Phyllactinia cornicola is a species of powdery mildew in the family Erysiphaceae. It is found in Pakistan where it infects Cornus macrophylla and Cornus capitata.

== Description ==
The fungus forms mycelium on the undersides of the leaves of its hosts. As with most Erysiphaceae, Phyllactinia cornicola is highly host-specific, infecting only plants in the genus Cornus. Phyllactinia cornicola can be found in any habitats where its host species occur. Its reported host range is Cornus macrophylla and Cornus capitata. Many other species of powdery mildew also occur on Cornus, including one other species of Phyllactinia: Phyllactinia corni, widely distributed in the Holarctic.

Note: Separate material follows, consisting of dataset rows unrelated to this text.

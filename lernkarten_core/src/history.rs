//! Review history within a sliding window.

use crate::{Error, Result, ReviewSession};
use chrono::{DateTime, Duration, Utc};
use std::path::Path;

/// Aggregate over a set of review sessions
#[derive(Clone, Debug, PartialEq)]
pub struct HistorySummary {
    pub sessions: usize,
    pub cards_reviewed: usize,
    pub average_percentage: u32,
}

/// Load sessions finished within the last `days` days, newest first.
///
/// `days` must be positive. A window reaching past the earliest
/// representable date covers every session.
pub fn load_recent_sessions(path: &Path, days: i64) -> Result<Vec<ReviewSession>> {
    if days <= 0 {
        return Err(Error::Config(format!(
            "history window must be positive, got {} days",
            days
        )));
    }
    let cutoff = Duration::try_days(days)
        .and_then(|window| Utc::now().checked_sub_signed(window))
        .unwrap_or(DateTime::<Utc>::MIN_UTC);

    let mut sessions: Vec<_> = crate::review_log::read_sessions(path)?
        .into_iter()
        .filter(|s| s.finished_at >= cutoff)
        .collect();
    sessions.sort_by(|a, b| b.finished_at.cmp(&a.finished_at));

    tracing::info!(
        "Loaded {} review sessions from last {} days",
        sessions.len(),
        days
    );
    Ok(sessions)
}

/// Summarize sessions; the average is 0 when there are none
pub fn summarize(sessions: &[ReviewSession]) -> HistorySummary {
    let cards_reviewed = sessions.iter().map(|s| s.card_count).sum();
    let average_percentage = if sessions.is_empty() {
        0
    } else {
        let total: u64 = sessions.iter().map(|s| u64::from(s.percentage)).sum();
        (total as f64 / sessions.len() as f64).round() as u32
    };

    HistorySummary {
        sessions: sessions.len(),
        cards_reviewed,
        average_percentage,
    }
}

Phyllactinia cornicola can be distinguished from this species by its shorter conidiophores and smaller chasmothecia, asci and ascospores.

== Taxonomy ==
Phyllactinia cornicola was formally described by I. Zafar, N.S. Afshan and A.N. Khalid in 2023. The type specimen was collected in Pakistan on Cornus macrophylla. The specific epithet derives from the host genus.

== Micromorphology ==
=== Description ===
The mycelium is hypophyllous (found on leaf undersides) and sometimes covers the entire surface. The hyphal appressoria are nipple-shaped or rod-shaped and occur both solitarily and in opposite pairs. Conidophores arise from the upper surface of their mother cell. They have long straight foot cells. The conidiophores produce single conidia. Conidia are roughly clavate with a rounded apex. The chasmothecia (fruiting bodies) have 6–11 straight, often pointed appendages around the equator, which have a bulbous basal swelling. The peridium of the chasmothecia has cells of irregular shape. Phyllactinia cornicola has two spores per ascus which are roughly ellipsoid and colourless. The asci are clavate and short-stalked.

=== Measurements ===
Conidiophores are up to 120–175 μm long and 5–7 μm wide, with foot cells that measure up to 80 μm long. Conidia are 55–90 × 15–18 μm. The chasmothecia are 150–200 μm in diameter with peridium cells 5–20 μm in diameter. Appendages are 1–1.5× the diameter of the chasmothecia and 4–7 μm wide. Asci generally number 10–13 and are 40–60 × 24–34 μm with ascospores measuring 20–30 × 13–17 μm.